Unfortunately, recent research indicates that roughly 50% of Americans are deficient in vitamin D, which can lead to significant health consequences.17 Although this deficiency is not specific to a vegetarian diet, most individuals (including vegetarians) would benefit from supplementing their vitamin D intake regularly.

Taking a daily multivitamin can help fill gaps

While a vegetarian or plant-focused diet can provide you with higher amounts of vitamins and minerals, it also eliminates certain animal-derived foods that contain more bioavailable forms of particular nutrients. Fortunately, taking a daily multivitamin with the right nutrients can help fill in some of those gaps, and help you reach your long-term health goals. But remember, multivitamins are called “supplements” because they are meant to supplement your diet; not replace or substitute for a balanced diet. 

Anemia: A condition marked by a deficiency in red blood cells or hemoglobin.
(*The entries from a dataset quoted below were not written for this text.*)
use bytes::Bytes;

/// One server-sent event: an optional `event:` name plus the joined `data:` payload.
#[derive(Debug, Clone, Default, PartialEq, Eq)]
pub struct SseEvent {
    pub event: Option<String>,
    pub data: String,
}

/// Incremental SSE parser.
///
/// Feed arbitrary byte/str chunks as they arrive; completed events are returned
/// as soon as their terminating blank line is seen. Partial lines are buffered
/// across calls.
#[derive(Debug, Default)]
pub struct SseParser {
    /// Incomplete UTF-8 suffix carried over from the previous byte chunk.
    pending: Vec<u8>,
    buffer: String,
    event: Option<String>,
    data_lines: Vec<String>,
}

impl SseParser {
    pub fn new() -> Self {
        Self::default()
    }

    /// Network chunks split anywhere, including inside a multi-byte UTF-8
    /// character; the undecodable tail is held back until the rest arrives.
    pub fn push_bytes(&mut self, chunk: &Bytes) -> Vec<SseEvent> {
        self.pending.extend_from_slice(chunk);
        loop {
            match std::str::from_utf8(&self.pending) {
                Ok(text) => {
                    self.buffer.push_str(text);
                    self.pending.clear();
                    break;
                }
                Err(err) => {
                    let valid_up_to = err.valid_up_to();
                    self.buffer
                        .push_str(std::str::from_utf8(&self.pending[..valid_up_to]).unwrap_or(""));
                    match err.error_len() {
                        // Truncated character at the chunk edge: keep it.
                        None => {
                            self.pending.drain(..valid_up_to);
                            break;
                        }
                        // Genuinely invalid bytes: skip them and keep going.
                        Some(bad) => {
                            self.pending.drain(..valid_up_to + bad);
                        }
                    }
                }
            }
        }
        self.drain_lines()
    }

    pub fn push_str(&mut self, chunk: &str) -> Vec<SseEvent> {
        self.buffer.push_str(chunk);
        self.drain_lines()
    }

    fn drain_lines(&mut self) -> Vec<SseEvent> {
        let mut events = Vec::new();
        while let Some(pos) = self.buffer.find('\n') {
            let line: String = self.buffer.drain(..=pos).collect();
            self.accept_line(line.trim_end_matches(['\n', '\r']), &mut events);
        }
        events
    }

    /// Flush any trailing, unterminated line and the event it belongs to.
    pub fn finish(&mut self) -> Vec<SseEvent> {
        let mut events = Vec::new();
        if !self.buffer.is_empty() {
            let line = std::mem::take(&mut self.buffer);
            self.accept_line(line.trim_end_matches('\r'), &mut events);
        }
        self.complete_event(&mut events);
        events
    }

    fn accept_line(&mut self, line: &str, events: &mut Vec<SseEvent>) {
        if line.is_empty() {
            self.complete_event(events);
            return;
        }
        // Lines starting with ':' are comments per the SSE spec.
        if line.starts_with(':') {
            return;
        }
        let (field, value) = match line.split_once(':') {
            Some((field, value)) => (field, value.strip_prefix(' ').unwrap_or(value)),
            None => (line, ""),
        };
        match field {
            "event" => {
                self.event = if value.is_empty() {
                    None
                } else {
                    Some(value.to_string())
                };
            }
            "data" => self.data_lines.push(value.to_string()),
            // id/retry and unknown fields are irrelevant to the decoder.
            _ => {}
        }
    }

    fn complete_event(&mut self, events: &mut Vec<SseEvent>) {
        if self.event.is_none() && self.data_lines.is_empty() {
            return;
        }
        events.push(SseEvent {
            event: self.event.take(),
            data: self.data_lines.join("\n"),
        });
        self.data_lines.clear();
    }
}

#[cfg(test)]
mod tests {
    use super::*;

    #[test]
    fn single_event_with_name_and_data() {
        let mut parser = SseParser::new();
        let events = parser.push_str("event: patch\ndata: {\"x\":1}\n\n");
        assert_eq!(events.len(), 1);
        assert_eq!(events[0].event.as_deref(), Some("patch"));
        assert_eq!(events[0].data, "{\"x\":1}");
    }

    #[test]
    fn split_across_arbitrary_chunk_boundaries() {
        let mut parser = SseParser::new();
        let mut events = parser.push_str("data: hel");
        events.extend(parser.push_str("lo\nda"));
        events.extend(parser.push_str("ta: world\n\n"));
        assert_eq!(events.len(), 1);
        assert_eq!(events[0].data, "hello\nworld");
    }

    #[test]
    fn comments_and_unknown_fields_are_skipped() {
        let mut parser = SseParser::new();
        let events = parser.push_str(": keepalive\nid: 7\ndata: x\n\n");
        assert_eq!(events.len(), 1);
        assert_eq!(events[0].data, "x");
    }

    #[test]
    fn finish_flushes_unterminated_event() {
        let mut parser = SseParser::new();
        assert!(parser.push_str("event: done\ndata: tail").is_empty());
        let events = parser.finish();
        assert_eq!(events.len(), 1);
        assert_eq!(events[0].event.as_deref(), Some("done"));
        assert_eq!(events[0].data, "tail");
    }

    #[test]
    fn multibyte_char_split_across_chunks() {
        let payload = "data: héllo\n\n".as_bytes();
        // The é encodes as two bytes; split every way, including inside it.
        for split in 1..payload.len() {
            let mut parser = SseParser::new();
            let mut events = parser.push_bytes(&Bytes::copy_from_slice(&payload[..split]));
            events.extend(parser.push_bytes(&Bytes::copy_from_slice(&payload[split..])));
            assert_eq!(events.len(), 1, "split at {split}");
            assert_eq!(events[0].data, "héllo", "split at {split}");
        }
    }

    #[test]
    fn four_byte_char_fed_one_byte_at_a_time() {
        let mut parser = SseParser::new();
        let mut events = Vec::new();
        for byte in "data: 𝄞x\n\n".as_bytes() {
            events.extend(parser.push_bytes(&Bytes::copy_from_slice(&[*byte])));
        }
        assert_eq!(events.len(), 1);
        assert_eq!(events[0].data, "𝄞x");
    }

    #[test]
    fn invalid_bytes_are_skipped_without_losing_the_line() {
        let mut parser = SseParser::new();
        let mut raw = b"data: a".to_vec();
        raw.push(0xFF);
        raw.extend_from_slice(b"b\n\n");
        let events = parser.push_bytes(&Bytes::from(raw));
        assert_eq!(events.len(), 1);
        assert_eq!(events[0].data, "ab");
    }

    #[test]
    fn crlf_lines_are_accepted() {
        let mut parser = SseParser::new();
        let events = parser.push_str("data: a\r\n\r\n");
        assert_eq!(events.len(), 1);
        assert_eq!(events[0].data, "a");
    }
}
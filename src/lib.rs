// Copyright (c) 2026 Robert L. Snyder, Sierra Vista, AZ
// Licensed under the MIT License. See LICENSE file in the project root for details.

//! VSE - tick-driven song playback for groups of listeners.
//!
//! Songs are collections of timed notes. The engine runs any number of
//! song instances in named channels and broadcasts their play/stop events
//! to every listener in the channel, driven by one fixed-rate clock.

pub mod config;
pub mod engine;
pub mod listener;
pub mod playback;
pub mod song;
pub mod timing;

pub use config::{EngineConfig, SongFile};
pub use engine::Engine;
pub use listener::{Listener, ListenerHandle, ListenerId, LogListener, RecordingListener, SoundEvent};
pub use playback::{ActiveSong, Channel, NamedStopMode, PlaybackPolicy, SoloPlayer, TickOutcome};
pub use song::{Category, InstrumentRef, Note, Song, SongError, Sound};
pub use timing::{ClockError, ClockHandle, ManualClock, TickRate, TickSource, TokioClock};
Apoptosis: The death of cells.


Bioavailable: The ability of a nutrient or substance to be absorbed by the body’s circulatory system and have an active effect.


Hemoglobin: A protein inside red blood cells that carries oxygen from the lungs to tissues and organs in the body, and carries carbon dioxide back to the lungs. It is comprised of iron atoms bound to a heme group.
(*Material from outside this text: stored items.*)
// Copyright (c) 2026 Robert L. Snyder, Sierra Vista, AZ
// Licensed under the MIT License. See LICENSE file in the project root for details.

//! Configuration system for VSE.
//!
//! This module provides the engine settings (TOML) and a YAML song
//! description used by the command-line front end to author songs.

use std::fs;
use std::path::Path;

use anyhow::{Context, Result};
use serde::{Deserialize, Serialize};

use crate::playback::{NamedStopMode, PlaybackPolicy};
use crate::song::{Category, InstrumentRef, Note, Song, Sound};
use crate::timing::{TickRate, DEFAULT_TICKS_PER_SECOND};

/// Engine settings
#[derive(Debug, Clone, Serialize, Deserialize, PartialEq, Eq)]
#[serde(default)]
pub struct EngineConfig {
    /// Clock rate in ticks per second
    pub tick_rate: u32,
    /// Ticks before the first clock fire
    pub start_delay_ticks: u64,
    /// Ticks between clock fires
    pub period_ticks: u64,
    /// Category used when a default-category slot is already taken.
    /// Must not be the default category itself.
    pub fallback_category: Category,
    /// How sustained free-form sounds are silenced
    pub named_stop: NamedStopMode,
    /// Cancel the clock while no channel exists
    pub release_clock_when_idle: bool,
}

impl Default for EngineConfig {
    fn default() -> Self {
        Self {
            tick_rate: DEFAULT_TICKS_PER_SECOND,
            start_delay_ticks: 0,
            period_ticks: 1,
            fallback_category: Category::FALLBACK,
            named_stop: NamedStopMode::default(),
            release_clock_when_idle: true,
        }
    }
}

impl EngineConfig {
    /// Load engine settings from a TOML file
    pub fn load<P: AsRef<Path>>(path: P) -> Result<Self> {
        let contents = fs::read_to_string(path.as_ref())
            .with_context(|| format!("Failed to read config file: {:?}", path.as_ref()))?;
        Self::from_toml(&contents)
    }

    /// Parse and validate engine settings from a TOML string
    pub fn from_toml(toml: &str) -> Result<Self> {
        let config: Self = toml::from_str(toml).context("Failed to parse TOML configuration")?;
        config.validate()?;
        Ok(config)
    }

    /// Check settings that parse but cannot work
    pub fn validate(&self) -> Result<()> {
        if self.fallback_category.is_default() {
            anyhow::bail!(
                "fallback_category must differ from the default category '{:?}'",
                Category::DEFAULT
            );
        }
        if self.period_ticks == 0 {
            anyhow::bail!("period_ticks must be at least 1");
        }
        Ok(())
    }

    /// Serialize to a TOML string
    pub fn to_toml(&self) -> Result<String> {
        toml::to_string(self).context("Failed to serialize configuration to TOML")
    }

    pub fn rate(&self) -> TickRate {
        TickRate::new(self.tick_rate)
    }

    pub fn policy(&self) -> PlaybackPolicy {
        PlaybackPolicy {
            fallback_category: self.fallback_category,
            named_stop: self.named_stop,
        }
    }
}

/// Root of a YAML song description
#[derive(Debug, Clone, Serialize, Deserialize, PartialEq)]
pub struct SongFile {
    /// Song title
    pub title: String,
    /// Tempo tag (metadata only)
    #[serde(default = "default_tempo")]
    pub tempo: u32,
    /// Note definitions
    #[serde(default)]
    pub notes: Vec<NoteConfig>,
}

fn default_tempo() -> u32 {
    120
}
fn default_pitch() -> f32 {
    1.0
}
fn default_volume() -> f32 {
    1.0
}

/// One note in a song description
///
/// Exactly one of `sound` (catalog) or `name` (free-form) must be given.
/// `end` defaults to `start`, giving an instantaneous note.
#[derive(Debug, Clone, Serialize, Deserialize, PartialEq)]
pub struct NoteConfig {
    #[serde(default, skip_serializing_if = "Option::is_none")]
    pub sound: Option<Sound>,
    #[serde(default, skip_serializing_if = "Option::is_none")]
    pub name: Option<String>,
    #[serde(default)]
    pub category: Category,
    pub start: u32,
    #[serde(default, skip_serializing_if = "Option::is_none")]
    pub end: Option<u32>,
    #[serde(default = "default_pitch")]
    pub pitch: f32,
    #[serde(default = "default_volume")]
    pub volume: f32,
}

impl NoteConfig {
    fn instrument(&self) -> Result<InstrumentRef> {
        match (&self.sound, &self.name) {
            (Some(sound), None) => Ok(InstrumentRef::Sound(*sound)),
            (None, Some(name)) => Ok(InstrumentRef::named(name.clone())),
            (Some(_), Some(_)) => anyhow::bail!("note has both 'sound' and 'name'"),
            (None, None) => anyhow::bail!("note needs either 'sound' or 'name'"),
        }
    }

    /// Build a validated note
    pub fn to_note(&self) -> Result<Note> {
        let instrument = self.instrument()?;
        let end = self.end.unwrap_or(self.start);
        Ok(Note::new(
            instrument,
            self.category,
            self.start,
            end,
            self.pitch,
            self.volume,
        )?)
    }
}

impl SongFile {
    /// Load a song description from a YAML file
    pub fn load<P: AsRef<Path>>(path: P) -> Result<Self> {
        let contents = fs::read_to_string(path.as_ref())
            .with_context(|| format!("Failed to read song file: {:?}", path.as_ref()))?;
        Self::from_yaml(&contents)
    }

    /// Parse a song description from a YAML string
    pub fn from_yaml(yaml: &str) -> Result<Self> {
        serde_yaml::from_str(yaml).context("Failed to parse YAML song")
    }

    /// Serialize to a YAML string
    pub fn to_yaml(&self) -> Result<String> {
        serde_yaml::to_string(self).context("Failed to serialize song to YAML")
    }

    /// Build the song, validating every note
    pub fn to_song(&self) -> Result<Song> {
        let mut song = Song::new(self.title.clone(), self.tempo);
        for (index, config) in self.notes.iter().enumerate() {
            let note = config
                .to_note()
                .with_context(|| format!("Invalid note #{} in '{}'", index + 1, self.title))?;
            song.add_note(note);
        }
        Ok(song)
    }
}

#[cfg(test)]
mod tests {
    use super::*;
    use std::io::Write;
    use tempfile::NamedTempFile;

    const SONG_YAML: &str = r#"
title: Lobby Theme
tempo: 96
notes:
  - sound: harp
    start: 0
    end: 8
    pitch: 1.2
  - sound: base_drum
    category: blocks
    start: 4
  - name: custom.choir
    start: 2
    end: 6
    volume: 0.5
"#;

    #[test]
    fn test_engine_config_defaults() {
        let config = EngineConfig::default();
        assert_eq!(config.tick_rate, 20);
        assert_eq!(config.period_ticks, 1);
        assert_eq!(config.fallback_category, Category::Music);
        assert_eq!(config.named_stop, NamedStopMode::ZeroVolumeReplay);
        assert!(config.release_clock_when_idle);
        assert_eq!(config.rate().ticks_per_second(), 20);
    }

    #[test]
    fn test_engine_config_partial_toml() {
        let config = EngineConfig::from_toml(
            r#"
tick_rate = 40
fallback_category = "record"
named_stop = "explicit"
"#,
        )
        .unwrap();
        assert_eq!(config.tick_rate, 40);
        assert_eq!(config.period_ticks, 1);
        assert_eq!(
            config.policy(),
            PlaybackPolicy {
                fallback_category: Category::Record,
                named_stop: NamedStopMode::Explicit,
            }
        );
    }

    #[test]
    fn test_engine_config_rejects_default_fallback() {
        let err = EngineConfig::from_toml("fallback_category = \"master\"").unwrap_err();
        assert!(err.to_string().contains("fallback_category"));

        assert!(EngineConfig::from_toml("period_ticks = 0").is_err());
        assert!(EngineConfig::default().validate().is_ok());
    }

    #[test]
    fn test_engine_config_toml_roundtrip() {
        let config = EngineConfig {
            tick_rate: 10,
            release_clock_when_idle: false,
            ..Default::default()
        };
        let parsed = EngineConfig::from_toml(&config.to_toml().unwrap()).unwrap();
        assert_eq!(parsed, config);
    }

    #[test]
    fn test_engine_config_load_file() {
        let mut file = NamedTempFile::new().unwrap();
        writeln!(file, "start_delay_ticks = 5").unwrap();
        let config = EngineConfig::load(file.path()).unwrap();
        assert_eq!(config.start_delay_ticks, 5);

        assert!(EngineConfig::load("/nonexistent/engine.toml").is_err());
    }

    #[test]
    fn test_song_file_parse() {
        let file = SongFile::from_yaml(SONG_YAML).unwrap();
        assert_eq!(file.title, "Lobby Theme");
        assert_eq!(file.tempo, 96);
        assert_eq!(file.notes.len(), 3);

        let song = file.to_song().unwrap();
        assert_eq!(song.len(), 3);
        assert_eq!(song.max_end_tick(), 8);

        let drum = &song.notes()[1];
        assert_eq!(drum.instrument(), &InstrumentRef::Sound(Sound::BaseDrum));
        assert_eq!(drum.category(), Category::Blocks);
        assert!(!drum.is_sustained());

        let choir = &song.notes()[2];
        assert_eq!(choir.instrument(), &InstrumentRef::named("custom.choir"));
        assert_eq!(choir.volume(), 0.5);
        assert_eq!(choir.category(), Category::Master);
    }

    #[test]
    fn test_song_file_rejects_reversed_note() {
        let yaml = r#"
title: Broken
notes:
  - sound: hat
    start: 9
    end: 3
"#;
        let err = SongFile::from_yaml(yaml).unwrap().to_song().unwrap_err();
        assert!(err.to_string().contains("Invalid note #1"));
    }

    #[test]
    fn test_song_file_needs_one_instrument() {
        let both = r#"
title: Both
notes:
  - sound: hat
    name: custom.hat
    start: 0
"#;
        assert!(SongFile::from_yaml(both).unwrap().to_song().is_err());

        let neither = r#"
title: Neither
notes:
  - start: 0
"#;
        assert!(SongFile::from_yaml(neither).unwrap().to_song().is_err());
    }

    #[test]
    fn test_song_file_load() {
        let mut file = NamedTempFile::new().unwrap();
        file.write_all(SONG_YAML.as_bytes()).unwrap();
        let song = SongFile::load(file.path()).unwrap().to_song().unwrap();
        assert_eq!(song.title(), "Lobby Theme");
    }
}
Homeostasis: The ability of the body or a cell to maintain a condition of equilibrium or stability within its internal environment when dealing with external changes.


Osteopenia: Reduced bone mass; less severe than osteoporosis.


Osteoporosis: A medical condition in which the bones become brittle and fragile from the loss of tissue, typically as a result of hormonal changes or a deficiency in calcium or vitamin D.